RECORDS SUPPLIED:
• • •

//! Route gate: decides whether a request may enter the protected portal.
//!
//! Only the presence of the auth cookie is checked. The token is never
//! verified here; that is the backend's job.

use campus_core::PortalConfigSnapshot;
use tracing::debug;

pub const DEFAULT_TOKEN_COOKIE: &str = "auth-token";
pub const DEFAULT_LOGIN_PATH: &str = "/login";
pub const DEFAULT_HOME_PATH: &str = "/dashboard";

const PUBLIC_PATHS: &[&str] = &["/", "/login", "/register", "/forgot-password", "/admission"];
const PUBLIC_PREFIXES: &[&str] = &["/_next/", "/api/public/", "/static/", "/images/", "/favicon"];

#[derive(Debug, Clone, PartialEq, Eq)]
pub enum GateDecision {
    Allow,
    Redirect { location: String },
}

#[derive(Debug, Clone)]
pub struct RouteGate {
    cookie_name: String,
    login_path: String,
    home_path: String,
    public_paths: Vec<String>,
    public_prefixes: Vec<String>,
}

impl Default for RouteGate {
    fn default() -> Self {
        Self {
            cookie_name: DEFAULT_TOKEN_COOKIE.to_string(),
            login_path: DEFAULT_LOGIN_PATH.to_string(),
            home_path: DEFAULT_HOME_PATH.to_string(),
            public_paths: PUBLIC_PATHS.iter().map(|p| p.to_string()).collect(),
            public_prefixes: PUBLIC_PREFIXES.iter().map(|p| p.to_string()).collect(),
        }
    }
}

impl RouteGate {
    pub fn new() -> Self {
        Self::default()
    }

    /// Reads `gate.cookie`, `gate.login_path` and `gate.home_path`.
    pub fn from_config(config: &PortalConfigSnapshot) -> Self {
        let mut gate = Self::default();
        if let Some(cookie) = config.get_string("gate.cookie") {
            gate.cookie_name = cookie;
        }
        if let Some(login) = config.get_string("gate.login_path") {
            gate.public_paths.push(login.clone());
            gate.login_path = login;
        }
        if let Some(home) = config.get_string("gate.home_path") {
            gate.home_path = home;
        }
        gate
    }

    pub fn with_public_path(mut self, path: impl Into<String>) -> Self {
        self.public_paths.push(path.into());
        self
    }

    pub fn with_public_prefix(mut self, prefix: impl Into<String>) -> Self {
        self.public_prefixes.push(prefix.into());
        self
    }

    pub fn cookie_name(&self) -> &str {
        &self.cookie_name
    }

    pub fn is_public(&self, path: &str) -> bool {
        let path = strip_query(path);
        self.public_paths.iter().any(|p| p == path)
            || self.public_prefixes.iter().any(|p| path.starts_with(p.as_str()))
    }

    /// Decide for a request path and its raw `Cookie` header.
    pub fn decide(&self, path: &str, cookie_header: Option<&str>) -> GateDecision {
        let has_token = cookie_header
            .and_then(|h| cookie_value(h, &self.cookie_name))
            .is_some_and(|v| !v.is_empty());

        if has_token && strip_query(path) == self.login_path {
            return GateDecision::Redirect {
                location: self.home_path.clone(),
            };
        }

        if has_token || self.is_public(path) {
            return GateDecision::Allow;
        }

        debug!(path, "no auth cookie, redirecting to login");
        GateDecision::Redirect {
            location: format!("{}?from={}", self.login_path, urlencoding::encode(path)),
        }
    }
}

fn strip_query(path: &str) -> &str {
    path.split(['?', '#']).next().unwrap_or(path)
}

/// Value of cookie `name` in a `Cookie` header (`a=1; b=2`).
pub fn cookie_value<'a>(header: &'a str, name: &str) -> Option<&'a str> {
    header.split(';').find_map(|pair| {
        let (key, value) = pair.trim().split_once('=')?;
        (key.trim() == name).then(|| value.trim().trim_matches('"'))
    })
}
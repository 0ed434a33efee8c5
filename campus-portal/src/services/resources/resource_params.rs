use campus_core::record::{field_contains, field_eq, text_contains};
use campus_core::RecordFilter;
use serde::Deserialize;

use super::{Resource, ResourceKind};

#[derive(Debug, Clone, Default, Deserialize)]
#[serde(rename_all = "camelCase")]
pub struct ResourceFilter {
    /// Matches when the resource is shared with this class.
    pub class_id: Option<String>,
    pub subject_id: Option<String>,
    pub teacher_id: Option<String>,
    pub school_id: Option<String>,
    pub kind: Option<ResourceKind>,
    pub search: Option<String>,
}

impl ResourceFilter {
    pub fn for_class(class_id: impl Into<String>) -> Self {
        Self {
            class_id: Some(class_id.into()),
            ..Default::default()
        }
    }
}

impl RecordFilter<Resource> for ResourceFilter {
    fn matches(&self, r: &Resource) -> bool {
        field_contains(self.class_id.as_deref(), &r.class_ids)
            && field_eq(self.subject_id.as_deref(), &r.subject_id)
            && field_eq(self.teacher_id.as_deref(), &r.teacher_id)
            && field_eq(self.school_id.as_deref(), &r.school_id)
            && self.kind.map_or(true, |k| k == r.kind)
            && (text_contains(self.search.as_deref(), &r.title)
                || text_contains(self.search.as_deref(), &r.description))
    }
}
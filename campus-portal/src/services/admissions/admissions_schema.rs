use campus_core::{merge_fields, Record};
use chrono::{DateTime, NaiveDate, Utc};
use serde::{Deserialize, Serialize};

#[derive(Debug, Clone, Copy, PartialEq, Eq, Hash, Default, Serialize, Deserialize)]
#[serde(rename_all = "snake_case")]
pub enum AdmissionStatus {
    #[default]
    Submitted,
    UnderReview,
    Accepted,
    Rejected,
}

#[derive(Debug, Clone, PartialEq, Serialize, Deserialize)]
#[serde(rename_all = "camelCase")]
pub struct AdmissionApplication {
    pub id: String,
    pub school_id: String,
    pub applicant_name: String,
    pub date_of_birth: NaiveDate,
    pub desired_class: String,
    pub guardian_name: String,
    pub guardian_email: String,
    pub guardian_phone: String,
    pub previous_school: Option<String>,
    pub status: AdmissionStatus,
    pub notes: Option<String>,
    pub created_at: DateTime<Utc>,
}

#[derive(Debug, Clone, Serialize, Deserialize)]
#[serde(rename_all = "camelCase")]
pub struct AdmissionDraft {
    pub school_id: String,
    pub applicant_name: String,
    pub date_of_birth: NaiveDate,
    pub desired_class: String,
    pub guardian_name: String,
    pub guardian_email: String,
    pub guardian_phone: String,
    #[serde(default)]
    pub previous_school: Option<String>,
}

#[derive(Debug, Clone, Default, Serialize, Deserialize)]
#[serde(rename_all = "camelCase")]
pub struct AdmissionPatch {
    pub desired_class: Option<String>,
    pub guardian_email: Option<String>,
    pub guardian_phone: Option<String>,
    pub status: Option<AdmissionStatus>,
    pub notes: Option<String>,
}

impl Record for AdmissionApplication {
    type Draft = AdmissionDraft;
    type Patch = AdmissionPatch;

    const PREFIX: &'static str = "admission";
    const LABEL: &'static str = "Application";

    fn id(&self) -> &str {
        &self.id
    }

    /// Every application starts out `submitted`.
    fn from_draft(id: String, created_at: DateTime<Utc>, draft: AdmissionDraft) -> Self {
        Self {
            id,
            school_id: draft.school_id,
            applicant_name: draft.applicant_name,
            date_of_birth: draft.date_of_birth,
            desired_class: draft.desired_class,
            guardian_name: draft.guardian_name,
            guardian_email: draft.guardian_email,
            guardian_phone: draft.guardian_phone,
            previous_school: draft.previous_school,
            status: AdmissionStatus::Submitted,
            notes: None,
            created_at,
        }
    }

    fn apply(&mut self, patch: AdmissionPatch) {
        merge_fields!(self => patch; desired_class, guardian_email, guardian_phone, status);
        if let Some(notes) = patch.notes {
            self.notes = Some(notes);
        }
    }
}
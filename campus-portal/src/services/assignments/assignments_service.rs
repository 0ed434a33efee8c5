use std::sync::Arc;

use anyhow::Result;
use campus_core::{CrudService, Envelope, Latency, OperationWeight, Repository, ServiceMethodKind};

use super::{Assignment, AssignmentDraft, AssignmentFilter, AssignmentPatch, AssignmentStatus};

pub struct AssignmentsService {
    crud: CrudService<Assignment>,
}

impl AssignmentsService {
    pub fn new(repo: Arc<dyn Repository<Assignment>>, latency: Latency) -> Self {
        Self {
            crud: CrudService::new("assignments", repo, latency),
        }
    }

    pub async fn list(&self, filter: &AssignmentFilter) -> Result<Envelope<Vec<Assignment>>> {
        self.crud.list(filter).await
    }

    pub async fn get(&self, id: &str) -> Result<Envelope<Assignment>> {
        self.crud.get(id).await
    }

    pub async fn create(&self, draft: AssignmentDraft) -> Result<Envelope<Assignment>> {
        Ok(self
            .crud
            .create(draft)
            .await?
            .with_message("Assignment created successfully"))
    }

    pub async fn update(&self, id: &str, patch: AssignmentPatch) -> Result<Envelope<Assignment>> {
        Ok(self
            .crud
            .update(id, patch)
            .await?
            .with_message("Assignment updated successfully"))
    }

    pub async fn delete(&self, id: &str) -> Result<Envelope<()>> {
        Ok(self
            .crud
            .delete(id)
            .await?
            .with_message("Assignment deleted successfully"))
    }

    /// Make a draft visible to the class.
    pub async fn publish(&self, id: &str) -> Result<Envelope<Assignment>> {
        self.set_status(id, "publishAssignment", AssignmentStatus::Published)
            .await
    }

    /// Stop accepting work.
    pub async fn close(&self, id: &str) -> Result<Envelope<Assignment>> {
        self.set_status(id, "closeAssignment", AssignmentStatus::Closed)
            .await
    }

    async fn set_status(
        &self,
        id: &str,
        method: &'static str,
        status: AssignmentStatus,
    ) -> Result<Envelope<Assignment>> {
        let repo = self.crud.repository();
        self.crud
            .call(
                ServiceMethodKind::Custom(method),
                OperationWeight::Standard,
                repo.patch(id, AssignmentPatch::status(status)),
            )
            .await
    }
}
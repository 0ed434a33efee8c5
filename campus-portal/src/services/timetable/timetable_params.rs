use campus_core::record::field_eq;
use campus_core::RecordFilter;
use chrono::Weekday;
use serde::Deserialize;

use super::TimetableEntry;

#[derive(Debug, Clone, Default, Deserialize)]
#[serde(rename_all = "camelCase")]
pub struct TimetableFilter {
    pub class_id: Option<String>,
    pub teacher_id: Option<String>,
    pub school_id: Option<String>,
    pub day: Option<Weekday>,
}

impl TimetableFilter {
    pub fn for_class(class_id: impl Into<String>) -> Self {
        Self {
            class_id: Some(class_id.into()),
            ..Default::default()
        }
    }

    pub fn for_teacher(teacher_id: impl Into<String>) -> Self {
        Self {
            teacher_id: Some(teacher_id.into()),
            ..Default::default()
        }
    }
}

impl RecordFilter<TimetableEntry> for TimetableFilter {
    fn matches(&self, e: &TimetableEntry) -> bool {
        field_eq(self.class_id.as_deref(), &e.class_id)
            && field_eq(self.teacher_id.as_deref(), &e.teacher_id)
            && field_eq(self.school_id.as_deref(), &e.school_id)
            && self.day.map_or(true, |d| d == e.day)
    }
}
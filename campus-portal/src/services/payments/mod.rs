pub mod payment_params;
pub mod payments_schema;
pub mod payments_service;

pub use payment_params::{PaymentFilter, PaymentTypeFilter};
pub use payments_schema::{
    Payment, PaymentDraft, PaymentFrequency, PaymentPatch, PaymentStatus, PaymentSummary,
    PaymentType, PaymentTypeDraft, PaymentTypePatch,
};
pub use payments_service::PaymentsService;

• • •

TASK BRIEF:
Of the entries above, transcribe exactly those lines that fall between the line containing "gate.public_paths.push(login.clone());" and the line containing "Decide for a", together with those two lines.

RESPONSE TO THIS EXERCISE:
            gate.public_paths.push(login.clone());
            gate.login_path = login;
        }
        if let Some(home) = config.get_string("gate.home_path") {
            gate.home_path = home;
        }
        gate
    }

    pub fn with_public_path(mut self, path: impl Into<String>) -> Self {
        self.public_paths.push(path.into());
        self
    }

    pub fn with_public_prefix(mut self, prefix: impl Into<String>) -> Self {
        self.public_prefixes.push(prefix.into());
        self
    }

    pub fn cookie_name(&self) -> &str {
        &self.cookie_name
    }

    pub fn is_public(&self, path: &str) -> bool {
        let path = strip_query(path);
        self.public_paths.iter().any(|p| p == path)
            || self.public_prefixes.iter().any(|p| path.starts_with(p.as_str()))
    }

    /// Decide for a request path and its raw `Cookie` header.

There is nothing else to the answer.